Nessa esfera luminosa como no meio de uma visão, surgiam Álvaro deitado no leito
e Isabel reclinada sobre o rosto de seu amante, a quem continuava a falar, como se ele a
escutasse. A menina começava a sentir a respiração faltar-lhe; seu seio opresso
sufocava-a; e entretanto uma voluptuosidade inexprimível a embriagava; um gozo imensa
havia nessa asfixia de perfumes que se condensavam e rarefaziam no ar.
Louca, perdida, alucinada, ela ergueu-se, seu seio dilatou-se, e sua boca,
entreabrindo-se, colou-se aos lábios frios e gelados de seu amante; era o seu primeiro e
último beijo; o seu beijo de noiva.
Foi uma agonia lenta, um pesadelo horrível em que a dor lutava com o gozo, em que
as sensações tinham um requinte de prazer e de sofrimento ao mesmo tempo; em que a
morte, torturando o corpo, vertia na alma eflúvios celestes.
De repente pareceu a Isabel que os lábios de Álvaro se agitavam, que um tênue
suspiro se exalava de seu peito, ainda há pouco insensível como o mármore.
Julgou que se iludia, mas não; Álvaro: estava vivo, realmente vivo, suas mãos
apertavam as dela convulsamente; seus olhos, brilhando com um fogo estranho, se tinham
fitado no rosto da moça; um sopro reanimou seus lábios, que exalaram uma palavra quase
imperceptível:
— Isabel!...
A moça soltou um grito débil de alegria, de espanto, de medo; entre as idéias
confusas que se agitavam na sua cabeça desvairada, lembrou-se com horror que era ela
quem matava seu amante, quem o ia sacrificar por causa de um engano fatal. Fazendo um
esforço extraordinário, conseguiu erguer a cabeça e ia precipitar-se para a janela, abri-la e
dar entrada ao ar livre; sabia que a sua morte era inevitável; mas salvaria Álvaro.
No momento, porém, em que se levantava, sentiu as mãos do moço que apertavam
as suas, e a obrigavam a reclinar-se sobre o leito; seus olhos encontraram de novo os
olhos de seu amante.
Isabel não tinha mais forças para resistir e realizar o seu heróico sacrifício; deixou
cair a cabeça desfalecida, e seus lábios se uniram outra vez num longo beijo, em que
essas duas almas irmãs, confundindo-se numa só, voaram ao céu, e foram abrigar-se no
seio do Criador.
As nuvens de fumaça e de perfume se condensavam cada vez mais e envolviam
como um lençol aquele grupo original, impossível de descrever.

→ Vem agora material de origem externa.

//! Bounded retry-until-predicate waits over eventually consistent state.
//!
//! A mutating remote call is acknowledged before the resource reaches the
//! requested state. [`ConditionPoller::wait_for`] takes the state observed
//! right after the call and re-queries it at a fixed interval until a
//! predicate holds, the attempt budget runs out, or the wait is cancelled.

mod cancel;

use std::future::Future;
use std::time::Duration;

use thiserror::Error;
use tokio::time::sleep;
use tracing::debug;

use crate::gateway::GatewayError;

pub use cancel::CancelToken;

/// Refreshes attempted before a wait gives up, unless configured otherwise.
pub const DEFAULT_MAX_ATTEMPTS: u32 = 600;

/// Pause between refreshes, unless configured otherwise.
pub const DEFAULT_INTERVAL: Duration = Duration::from_secs(10);

/// Attempt budget and pacing for one class of wait.
#[derive(Clone, Copy, Debug, Eq, PartialEq)]
pub struct PollPolicy {
    /// Maximum number of refreshes after the initial check.
    pub max_attempts: u32,
    /// Pause before each refresh.
    pub interval: Duration,
}

impl PollPolicy {
    /// Builds a policy.
    #[must_use]
    pub const fn new(max_attempts: u32, interval: Duration) -> Self {
        Self {
            max_attempts,
            interval,
        }
    }

    /// Copy of this policy with a different attempt budget.
    #[must_use]
    pub const fn with_max_attempts(self, max_attempts: u32) -> Self {
        Self {
            max_attempts,
            interval: self.interval,
        }
    }
}

impl Default for PollPolicy {
    fn default() -> Self {
        Self::new(DEFAULT_MAX_ATTEMPTS, DEFAULT_INTERVAL)
    }
}

/// Poll policies per operation class.
#[derive(Clone, Copy, Debug, Default, Eq, PartialEq)]
pub struct PollPolicies {
    /// Waiting for a new volume to become available.
    pub provisioning: PollPolicy,
    /// Waiting for an attachment to settle, in either direction.
    pub attachment: PollPolicy,
    /// Waiting for a snapshot to complete.
    pub snapshot: PollPolicy,
    /// Waiting for a deleted volume to disappear.
    pub deletion: PollPolicy,
}

impl PollPolicies {
    /// Uses `policy` for every operation class.
    #[must_use]
    pub const fn uniform(policy: PollPolicy) -> Self {
        Self {
            provisioning: policy,
            attachment: policy,
            snapshot: policy,
            deletion: policy,
        }
    }
}

/// What a wait is waiting for.
#[derive(Clone, Copy, Debug, Eq, PartialEq)]
pub enum Target {
    /// The subject reaching a state; disappearance is a failure.
    State,
    /// The subject going away; disappearance is success.
    Deletion,
}

/// Successful outcome of a wait.
#[derive(Clone, Debug, Eq, PartialEq)]
pub enum Polled<T> {
    /// The predicate held for this observation.
    Ready(T),
    /// The subject disappeared while waiting for its deletion.
    Gone,
}

/// Reasons a wait ends without success.
#[derive(Clone, Debug, Error, Eq, PartialEq)]
pub enum PollError<T> {
    /// The attempt budget ran out.
    #[error("condition not met after {attempts} attempts")]
    Timeout {
        /// Refreshes performed.
        attempts: u32,
        /// Last observed state of the subject.
        last: T,
    },
    /// The wait was cancelled before the condition held.
    #[error("wait cancelled")]
    Cancelled,
    /// The subject disappeared while waiting for a state.
    #[error("subject disappeared while waiting")]
    NotFound,
    /// A refresh failed; refresh failures are not retried.
    #[error(transparent)]
    Remote(#[from] GatewayError),
}

/// Generic bounded poller shared by every lifecycle wait.
#[derive(Clone, Debug, Default)]
pub struct ConditionPoller {
    policy: PollPolicy,
    cancel: CancelToken,
}

impl ConditionPoller {
    /// Creates a poller with its own cancellation token.
    #[must_use]
    pub fn new(policy: PollPolicy) -> Self {
        Self {
            policy,
            cancel: CancelToken::new(),
        }
    }

    /// Replaces the cancellation token.
    #[must_use]
    pub fn with_cancel_token(mut self, cancel: CancelToken) -> Self {
        self.cancel = cancel;
        self
    }

    /// Waits until `ready` holds for the subject.
    ///
    /// `subject` is the state observed right after the mutating call and is
    /// checked without a refresh. Each later attempt sleeps for the policy
    /// interval, then calls `refresh`. A refresh yielding `Ok(None)` or
    /// [`GatewayError::NotFound`] means the subject is gone.
    ///
    /// # Errors
    ///
    /// Returns [`PollError::Timeout`] with the last observation once the
    /// budget is spent, [`PollError::Cancelled`] when the token fires during
    /// a pause, [`PollError::NotFound`] when a [`Target::State`] subject
    /// disappears, and [`PollError::Remote`] for any other refresh failure.
    pub async fn wait_for<T, R, F, Fut>(
        &self,
        subject: T,
        target: Target,
        mut ready: R,
        mut refresh: F,
    ) -> Result<Polled<T>, PollError<T>>
    where
        R: FnMut(&T) -> bool,
        F: FnMut() -> Fut,
        Fut: Future<Output = Result<Option<T>, GatewayError>>,
    {
        if ready(&subject) {
            return Ok(Polled::Ready(subject));
        }

        let mut last = subject;
        for attempt in 1..=self.policy.max_attempts {
            self.pause().await?;
            match refresh().await {
                Ok(Some(current)) => {
                    if ready(&current) {
                        debug!(attempt, "condition met");
                        return Ok(Polled::Ready(current));
                    }
                    last = current;
                }
                Ok(None) | Err(GatewayError::NotFound { .. }) => {
                    debug!(attempt, ?target, "subject gone");
                    return match target {
                        Target::Deletion => Ok(Polled::Gone),
                        Target::State => Err(PollError::NotFound),
                    };
                }
                Err(err) => return Err(PollError::Remote(err)),
            }
        }

        Err(PollError::Timeout {
            attempts: self.policy.max_attempts,
            last,
        })
    }

    async fn pause<T>(&self) -> Result<(), PollError<T>> {
        tokio::select! {
            biased;
            () = self.cancel.cancelled() => Err(PollError::Cancelled),
            () = sleep(self.policy.interval) => Ok(()),
        }
    }
}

Por volta de duas horas da tarde, a porta do gabinete, impelida por um choque
violento, abriu-se; e um turbilhão de fumo lançou-se por essa aberta, e quase sufocou as
pessoas que ai estavam.
Eram Cecília e Peri.
A menina inquieta pela longa ausência de sua prima, soube de Peri que ela estava no
seu quarto; mas o índio ocultou parte da verdade, e não disse onde deitara o corpo de
Álvaro.
Duas vezes Cecília viera até à porta, escutara e nada ouvira; por fim resolveu-se a
bater, a falar a Isabel, e não teve a menor resposta. Chamou Peri e contou-lhe o que se
passava; o índio, tomado de um pressentimento meteu o ombro à porta e abriu-a.
Quando a corrente de ar expeliu a fumaça do aposento, Cecília pôde entrar e ver a
cena que descrevemos.
A menina recuou, e respeitando esse mistério de um amor profundo, fez um gesto a
Peri e retirou-se.
O índio fechou de novo a porta e acompanhou sua senhora.
— Ela morreu feliz! disse Peri.
Cecília fitou nele os seus grandes olhos azuis, e corou.